Hatalarım varsa affola. İyi okumalar~
————
5 Seconds of Summer - Me, Myself & I
Roar - I Can't Handle ChangeHastaneden ellerim cebimde çıktığımda gideceğim eve gitmekten ne kadar nefret etsem de, eve her gidişimde bu travmaları sürekli sürekli yaşayamayacağımı kendime tembihliyordum.
Annemin ihtiyacı olan birkaç şeyi almam gerekli olduğu zaman o eve gidiyor, bazen de orada uyumak zorunda kalıyordum. Mutfağa daha girememiştim, girmek de istemiyordum. Orada kendi kanım vardı, temizlendiğini biliyordum ama oradaydı işte. Can havliyle babamı vurduğum yerdi. Bunu hiçbir temizlik malzemesi değiştiremezdi. Zaten her yerinde, her zaman kötü anıların dolu olduğu hayaletli bir evdi orası. Annem uyandığı zaman taşınma konusunu gerçekten de düşünmeliydik. Çünkü bir tür işkence gibiydi oraya gitmek.
"Baekhyun?"
Duyduğum yakın ses ile hastanenin evime giden ara sokağında önüme çıkan iki kişiyle başımı kaldırdım ve Shin ile Jung'u gördüm. "Çocuklar." diyerek onlara bakarken gözlerinden bana acıyorlar mı yoksa beni teselli mi etmeye geldiklerini anlamamıştım. Epey süredir kaybolup gitmişlerdi. Belki de gelmek için başka sebepleri olabilirdi.

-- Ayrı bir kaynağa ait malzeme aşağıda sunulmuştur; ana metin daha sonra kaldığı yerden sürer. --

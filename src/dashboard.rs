use std::path::{Path, PathBuf};

use anyhow::{Context, Result};
use log::{info, warn};
use plotters::coord::Shift;
use plotters::prelude::*;

use crate::color::parse_hex;
use crate::config::DashboardConfig;
use crate::data::aggregate::DashboardData;
use crate::data::loader;
use crate::error::DashboardError;
use crate::render::panels::draw_text_panel;
use crate::render::plot::{draw_genre_totals, draw_top_movies, draw_trend_lines};
use crate::render::{bold_font, ChartLabels, PanelStyle};

// ---------------------------------------------------------------------------
// Pipeline
// ---------------------------------------------------------------------------

/// Load → aggregate → render → save. Returns the path that was written.
pub fn run(config: &DashboardConfig) -> Result<PathBuf> {
    config.validate()?;

    let dataset = loader::load_file(&config.input_path)?;
    if dataset.is_empty() {
        warn!("{} has no rows, panels will be empty", config.input_path.display());
    }

    let data = DashboardData::from_dataset(
        &dataset,
        &config.genres_of_interest,
        config.top_movies_year,
        config.top_movies_limit,
    );

    render_dashboard(&data, config, &config.output_path)?;
    info!("wrote dashboard to {}", config.output_path.display());
    Ok(config.output_path.clone())
}

// ---------------------------------------------------------------------------
// Writer
// ---------------------------------------------------------------------------

/// Render the figure in memory and write it to `path` in one step.
/// `.svg` gives vector output; other extensions go through the `image` encoder.
pub fn render_dashboard(data: &DashboardData, config: &DashboardConfig, path: &Path) -> Result<()> {
    let ext = path
        .extension()
        .and_then(|e| e.to_str())
        .unwrap_or("")
        .to_ascii_lowercase();
    let size = (config.width, config.height);

    if ext == "svg" {
        let mut svg = String::new();
        {
            let root = SVGBackend::with_string(&mut svg, size).into_drawing_area();
            draw_figure(&root, data, config)?;
            root.present()?;
        }
        std::fs::write(path, svg).with_context(|| format!("writing {}", path.display()))?;
        return Ok(());
    }

    let format = raster_format(&ext)?;

    let mut buffer = vec![0u8; config.width as usize * config.height as usize * 3];
    {
        let root = BitMapBackend::with_buffer(&mut buffer, size).into_drawing_area();
        draw_figure(&root, data, config)?;
        root.present()?;
    }

    let img = image::RgbImage::from_raw(config.width, config.height, buffer)
        .ok_or_else(|| DashboardError::ImageEncode("pixel buffer has the wrong size".into()))?;
    let mut encoded = std::io::Cursor::new(Vec::new());
    img.write_to(&mut encoded, format)
        .map_err(|e| DashboardError::ImageEncode(e.to_string()))?;
    std::fs::write(path, encoded.into_inner()).with_context(|| format!("writing {}", path.display()))?;
    Ok(())
}

/// Raster formats this build can encode. Must follow the `image` features in Cargo.toml.
fn raster_format(ext: &str) -> Result<image::ImageFormat, DashboardError> {
    use image::ImageFormat;
    match ImageFormat::from_extension(ext) {
        Some(format @ (ImageFormat::Png | ImageFormat::Jpeg | ImageFormat::Bmp)) => Ok(format),
        _ => Err(DashboardError::UnsupportedFormat(ext.to_string())),
    }
}

/// Background, main title and the 3×2 panel grid.
fn draw_figure<DB>(root: &DrawingArea<DB, Shift>, data: &DashboardData, config: &DashboardConfig) -> Result<()>
where
    DB: DrawingBackend,
    DB::ErrorType: 'static,
{
    let background = parse_hex(&config.background)?;
    let palette = config.chart_palette()?;
    let style = PanelStyle::from(&config.fonts);

    root.fill(&background)?;
    let body = root.titled(&config.title, bold_font(config.fonts.title))?;
    let panels = body.margin(0, 10, 10, 10).split_evenly((3, 2));

    draw_genre_totals(
        &panels[0],
        &data.movies_by_genre,
        palette.color_at(0),
        ChartLabels {
            title: "Total Movies Released by Genre",
            x_desc: "Genre",
            y_desc: "Total Movies Released",
        },
        style,
    )?;

    draw_genre_totals(
        &panels[1],
        &data.gross_by_genre,
        palette.color_at(1),
        ChartLabels {
            title: "Total Inflation-Adjusted Gross by Genre",
            x_desc: "Genre",
            y_desc: "Total Inflation-Adjusted Gross",
        },
        style,
    )?;

    draw_trend_lines(
        &panels[2],
        &data.trends,
        &palette,
        ChartLabels {
            title: "Movies Released Trends by Genre over Years",
            x_desc: "Year",
            y_desc: "Movies Released",
        },
        style,
    )?;

    draw_text_panel(&panels[3], &config.findings, config.fonts.findings)?;

    let year = config.top_movies_year;
    let top_title = format!("Top Movies Gross Revenue by Genre in {year}");
    let top_y_desc = format!("Top Movie Gross ({year})");
    draw_top_movies(
        &panels[4],
        &data.top_movies,
        &palette,
        ChartLabels {
            title: &top_title,
            x_desc: "Genre",
            y_desc: &top_y_desc,
        },
        style,
    )?;

    draw_text_panel(&panels[5], &config.attribution, config.fonts.attribution)?;

    Ok(())
}

#[cfg(test)]
mod tests {
    use std::io::Write;

    use tempfile::TempDir;

    use super::*;

    const FIXTURE: &str = "\
Genre,Year,Movies Released,Gross,Tickets Sold,Inflation-Adjusted Gross,Top Movie,Top Movie Gross (That Year)
Action,2014,30,\"$1,000,000\",120000,\"$1,200,000\",Guardians of the Galaxy,\"$333,176,600\"
Action,2015,28,\"$1,100,000\",125000,\"$1,150,000\",Furious 7,\"$353,007,020\"
Drama,2014,90,\"$800,000\",95000,\"$900,000\",American Sniper,\"$350,126,372\"
Drama,2015,85,\"$700,000\",90000,\"$720,000\",Spotlight,\"$45,055,776\"
Comedy,2014,40,\"$600,000\",70000,\"$650,000\",22 Jump Street,\"$191,719,337\"
Comedy,2015,38,\"$650,000\",72000,\"$660,000\",Trainwreck,\"$110,212,700\"
";

    fn small_config(dir: &TempDir, output: &str) -> DashboardConfig {
        let input = dir.path().join("stats.csv");
        std::fs::File::create(&input)
            .unwrap()
            .write_all(FIXTURE.as_bytes())
            .unwrap();

        DashboardConfig {
            input_path: input,
            output_path: dir.path().join(output),
            width: 900,
            height: 900,
            fonts: crate::config::FontSizes {
                title: 24,
                panel_title: 16,
                axis: 10,
                findings: 14,
                attribution: 14,
            },
            ..Default::default()
        }
    }

    #[test]
    fn pipeline_writes_a_png() {
        let dir = TempDir::new().unwrap();
        let config = small_config(&dir, "dashboard.png");

        let written = run(&config).unwrap();
        assert_eq!(written, config.output_path);

        let meta = std::fs::metadata(&written).unwrap();
        assert!(meta.len() > 0);
        let img = image::open(&written).unwrap();
        assert_eq!((img.width(), img.height()), (900, 900));
    }

    #[test]
    fn each_run_overwrites_the_output() {
        let dir = TempDir::new().unwrap();
        let config = small_config(&dir, "dashboard.png");
        std::fs::write(&config.output_path, b"stale").unwrap();

        run(&config).unwrap();
        let first = std::fs::read(&config.output_path).unwrap();
        assert_ne!(first, b"stale");
        assert!(image::load_from_memory(&first).is_ok());

        std::fs::write(&config.output_path, b"stale").unwrap();
        run(&config).unwrap();
        assert!(image::open(&config.output_path).is_ok());
    }

    #[test]
    fn year_without_rows_still_renders() {
        let dir = TempDir::new().unwrap();
        let config = DashboardConfig {
            top_movies_year: 1990,
            ..small_config(&dir, "dashboard.png")
        };
        run(&config).unwrap();
        assert!(config.output_path.exists());
    }

    #[test]
    fn svg_output_follows_the_extension() {
        let dir = TempDir::new().unwrap();
        let config = small_config(&dir, "dashboard.svg");
        run(&config).unwrap();

        let svg = std::fs::read_to_string(&config.output_path).unwrap();
        assert!(svg.contains("<svg"));
        assert!(svg.contains("Film Genre Dashboard"));
        assert!(svg.contains("Furious 7"));
    }

    #[test]
    fn missing_column_fails_before_any_output() {
        let dir = TempDir::new().unwrap();
        let config = small_config(&dir, "dashboard.png");
        let broken: String = FIXTURE
            .lines()
            .map(|l| l.replacen("Movies Released,", "Released,", 1))
            .collect::<Vec<_>>()
            .join("\n");
        std::fs::write(&config.input_path, broken).unwrap();

        let err = run(&config).unwrap_err();
        assert!(matches!(
            err.downcast_ref::<DashboardError>(),
            Some(DashboardError::MissingColumn { column }) if column == "Movies Released"
        ));
        assert!(!config.output_path.exists());
    }

    #[test]
    fn unknown_output_extension_is_rejected() {
        let dir = TempDir::new().unwrap();
        let config = small_config(&dir, "dashboard.txt");
        let err = run(&config).unwrap_err();
        assert!(matches!(
            err.downcast_ref::<DashboardError>(),
            Some(DashboardError::UnsupportedFormat(_))
        ));
        assert!(!config.output_path.exists());
    }

    #[test]
    fn unwritable_output_path_fails() {
        let dir = TempDir::new().unwrap();
        let config = small_config(&dir, "missing-dir/dashboard.png");
        assert!(run(&config).is_err());
    }

    #[test]
    fn disabled_image_format_is_rejected_without_a_file() {
        let dir = TempDir::new().unwrap();
        let config = small_config(&dir, "dashboard.gif");
        let err = run(&config).unwrap_err();
        assert!(matches!(
            err.downcast_ref::<DashboardError>(),
            Some(DashboardError::UnsupportedFormat(ext)) if ext == "gif"
        ));
        assert!(!config.output_path.exists());
    }

    #[test]
    fn raster_formats_follow_enabled_encoders() {
        assert_eq!(raster_format("png").unwrap(), image::ImageFormat::Png);
        assert_eq!(raster_format("jpg").unwrap(), image::ImageFormat::Jpeg);
        assert_eq!(raster_format("bmp").unwrap(), image::ImageFormat::Bmp);
        for ext in ["gif", "tiff", "webp", "ico", ""] {
            assert!(raster_format(ext).is_err(), "{ext} should be rejected");
        }
    }
}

"Annen yaşıyor mu?" Shin, soğuk bir sesle konuştuğunda gözlerimi onun merhametsiz duran gözlerine diktim ve kaşlarım çatıldı. "Buraya neden geldiniz?" Bir Shin'e bir de Jung'a baktığımda ikisi de bir süre bana baktı ve sargılı gözüme dalan gözleri yüzünden kendimi rahatsız hissettim.
"Artık göremeyecek misin?" Jung eliyle gözümü gösterdiğinde ona baktım. "Şu gözün yani." Sözleriyle gözüme tuhaf bir sızı girerken başımı iki yana salladım. "Görebileceğim. Gözümde bir zarar yok."
"Baekhyun." Shin iki elini de cebine sokup başını eğdiğinde bu defa da ona baktım. "Üzgünüm. Yanımızdan ayrılıp gittin ve bunları yaşadın." Derin bir nefes verip başını iki yana salladı. "O eve hiç girmemeliydik. O herifi tacizci sanmıştık ama annen seni sırtından bıçakladı."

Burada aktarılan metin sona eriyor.